Inventer d’autres formes de démocratie, d’après Demain de Cyril Dion

Inventer d’autres formes de démocratie,

d’après Demain, le livre de Cyril Dion

 Demain

Force est de constater qu’aujourd’hui nos démocraties sont particulièrement mal menées. La finance ayant tout nivelé, nous assistons à une sorte de Titanic démocratique qui fait sombrer, jour après jour, la souveraineté du peuple dans le néant le plus total.

En lisant Demain de Cyril Dion, j‘ai été interpellée par le chapitre 4 dans lequel l’auteur parle de Réinventer la démocratie. Pour ce faire il invite David Van Reybrouck, écrivain, qui a choisi de se consacrer à la question cruciale de la démocratie parce que le problème est loin d’être résolu. Plus que jamais il est d’actualité car le futur dépend de ce que nous allons faire des systèmes politiques avariés, vendus à la finance et à l’intérêt personnel, qui sont en train de faire sombrer le bateau et l’océan avec.

David Van Reybrouck expose très clairement comment nous pouvons choisir d’œuvrer autrement c’est à dire comment le peuple peut reprendre sa souveraineté, à travers des formes de démocraties plus conformes à la définition de base à savoir que c’est « une doctrine politique d’après laquelle la souveraineté doit appartenir à l’ensemble des citoyens » (définition du petit Robert). Ainsi plusieurs modèles sont exposés dans le livre comme la démocratie délibérative, le tirage au sort ou bien encore l’écriture de la Constitution. Le changement doit venir du peuple et pour le peuple. David Van Reybrouck et Cyril Dion nous expliquent comment cela pourrait être possible dans ce chapitre au demeurant très intéressant.

  • La démocratie délibérative c’est à dire l’organisation de débats publics

Pour comprendre cette forme de démocratie, Didier Van Reybrouck s’appuie sur les recherches de James Fishkin qui dit en substance: « Dans un sondage, on demande aux gens ce qu’ils pensent quand ils ne pensent pas. Il serait plus intéressant d’écouter ce qu’ils pensent quand ils ont eu la chance de penser »[1].

Le principe est celui-ci, demander aux gens ce qu’ils pensent quand ils ont eu la chance de penser ! Organiser des débats publics avec des experts capables d’informer les gens sur des sujets précis ; inciter les gens à se parler, à se rencontrer, c’est une forme de démocratie très prometteuse qui a fait ses preuves dans beaucoup d’endroits dont le Texas.

La question débattue était : « Seriez-vous prêt à payer un peu plus pour installer des énergies renouvelables et développer une économie durable ? »

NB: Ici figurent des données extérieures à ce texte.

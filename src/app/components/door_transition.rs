//! Full-screen overlay shown while the session loads and right after login.

use dioxus::prelude::*;

#[component]
pub fn DoorTransition(
    /// Name to greet; `None` while the session is still loading
    greeting: Option<String>,
) -> Element {
    rsx! {
        div { class: "door-transition",
            div { class: "door door-left" }
            div { class: "door door-right" }
            div { class: "door-caption",
                if let Some(name) = greeting {
                    h2 { "Bienvenido, {name}" }
                    p { class: "text-muted", "Preparando tu hogar..." }
                } else {
                    p { class: "text-muted", "Cargando..." }
                }
            }
        }
    }
}
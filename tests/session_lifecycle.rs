//! Session hydration, login, the timed post-login overlay and logout.

use std::cell::RefCell;
use std::rc::Rc;
use std::time::Duration;

use smart_home_dashboard::session::{
    Session, SessionError, SessionPhase, UserProfile, POST_LOGIN_TRANSITION,
};
use smart_home_dashboard::storage::{MemoryStore, SharedStore, ACCESS_TOKEN_KEY, USER_KEY};
use smart_home_dashboard::timer;

fn session_on(store: &Rc<MemoryStore>) -> Session {
    let shared: SharedStore = store.clone();
    Session::new(shared)
}

#[test]
fn fresh_session_is_loading_until_checked() {
    let store = Rc::new(MemoryStore::new());
    let mut session = session_on(&store);
    assert_eq!(session.phase(), SessionPhase::Uninitialized);
    assert!(session.is_loading());

    session.check_auth();
    assert_eq!(session.phase(), SessionPhase::Unauthenticated);
    assert!(!session.is_loading());
    assert!(session.user().is_none());
}

#[test]
fn login_survives_a_reload() {
    let store = Rc::new(MemoryStore::new());
    let mut first = session_on(&store);
    first.check_auth();
    first.login("marta", "clave").expect("login should succeed");

    let mut reloaded = session_on(&store);
    reloaded.check_auth();
    assert!(reloaded.is_authenticated());
    assert_eq!(reloaded.user(), Some(&UserProfile::from_username("marta")));
    assert_eq!(reloaded.access_token(), first.access_token());
    // A restored session does not replay the door animation
    assert!(!reloaded.is_post_login_transition());
}

#[test]
fn corrupt_profile_is_discarded() {
    let store = Rc::new(
        MemoryStore::new()
            .with_entry(ACCESS_TOKEN_KEY, "mock_token_1")
            .with_entry(USER_KEY, "{not json"),
    );
    let mut session = session_on(&store);
    session.check_auth();

    assert_eq!(session.phase(), SessionPhase::Unauthenticated);
    assert!(!store.contains(ACCESS_TOKEN_KEY));
    assert!(!store.contains(USER_KEY));
}

#[test]
fn token_without_profile_is_logged_out() {
    let store = Rc::new(MemoryStore::new().with_entry(ACCESS_TOKEN_KEY, "mock_token_1"));
    let mut session = session_on(&store);
    session.check_auth();
    assert!(!session.is_authenticated());
}

#[test]
fn empty_credentials_are_rejected() {
    let store = Rc::new(MemoryStore::new());
    let mut session = session_on(&store);
    session.check_auth();

    assert!(matches!(
        session.login("   ", "x"),
        Err(SessionError::MissingCredentials)
    ));
    assert!(matches!(
        session.login("ana", ""),
        Err(SessionError::MissingCredentials)
    ));
    assert!(store.is_empty());
    assert!(!session.is_post_login_transition());
}

#[test]
fn failed_persist_leaves_session_logged_out() {
    let store = Rc::new(MemoryStore::read_only());
    let mut session = session_on(&store);
    session.check_auth();

    assert!(matches!(
        session.login("ana", "clave"),
        Err(SessionError::Storage(_))
    ));
    assert_eq!(session.phase(), SessionPhase::Unauthenticated);
    assert!(!session.is_post_login_transition());
}

#[test]
fn logout_clears_everything() {
    let store = Rc::new(MemoryStore::new());
    let mut session = session_on(&store);
    session.check_auth();
    session.login("ana", "clave").expect("login should succeed");

    session.logout();
    assert_eq!(session.phase(), SessionPhase::Unauthenticated);
    assert!(session.user().is_none());
    assert!(session.access_token().is_none());
    assert!(!session.is_post_login_transition());
    assert!(store.is_empty());
}

#[tokio::test(start_paused = true)]
async fn post_login_overlay_lasts_two_seconds() {
    let store = Rc::new(MemoryStore::new());
    let session = RefCell::new(session_on(&store));
    session.borrow_mut().check_auth();

    let ticket = session
        .borrow_mut()
        .login("ana", "clave")
        .expect("login should succeed");
    assert!(session.borrow().is_authenticated());
    assert!(session.borrow().is_post_login_transition());

    let started = tokio::time::Instant::now();
    let overlay_timer = async {
        timer::sleep(POST_LOGIN_TRANSITION).await;
        session.borrow_mut().finish_post_login_transition(ticket)
    };
    let just_before = async {
        timer::sleep(POST_LOGIN_TRANSITION - Duration::from_millis(1)).await;
        session.borrow().is_post_login_transition()
    };
    let (finished, showing_before_deadline) = tokio::join!(overlay_timer, just_before);

    assert!(showing_before_deadline);
    assert!(finished);
    assert!(!session.borrow().is_post_login_transition());
    assert!(started.elapsed() >= POST_LOGIN_TRANSITION);
}

#[tokio::test(start_paused = true)]
async fn timer_from_an_earlier_login_is_ignored() {
    let store = Rc::new(MemoryStore::new());
    let mut session = session_on(&store);
    session.check_auth();

    let stale = session.login("ana", "clave").expect("first login");
    session.logout();
    timer::sleep(Duration::from_millis(500)).await;
    let current = session.login("ana", "clave").expect("second login");

    // The first timer fires while the second overlay is still up
    timer::sleep(POST_LOGIN_TRANSITION - Duration::from_millis(500)).await;
    assert!(!session.finish_post_login_transition(stale));
    assert!(session.is_post_login_transition());

    timer::sleep(Duration::from_millis(500)).await;
    assert!(session.finish_post_login_transition(current));
    assert!(!session.is_post_login_transition());
}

Des citoyens ont été tirés au sort, ils ont reçu des informations, ils ont débattu durant plusieurs sessions et, finalement, le nombre de citoyens prêts à payer un peu plus a véritablement augmenté. De ce fait le Texas est aujourd’hui l’état qui a le plus grand nombre d’éoliennes aux Etats-Unis.

Ainsi l’organisation de débats publics augmente la qualité de la démocratie tout en redonnant de la responsabilité aux citoyens la constituant.

  • Le tirage au sort

C’est ce qui a été couplé dans l’exemple cité plus haut, avec l’organisation de débats publics.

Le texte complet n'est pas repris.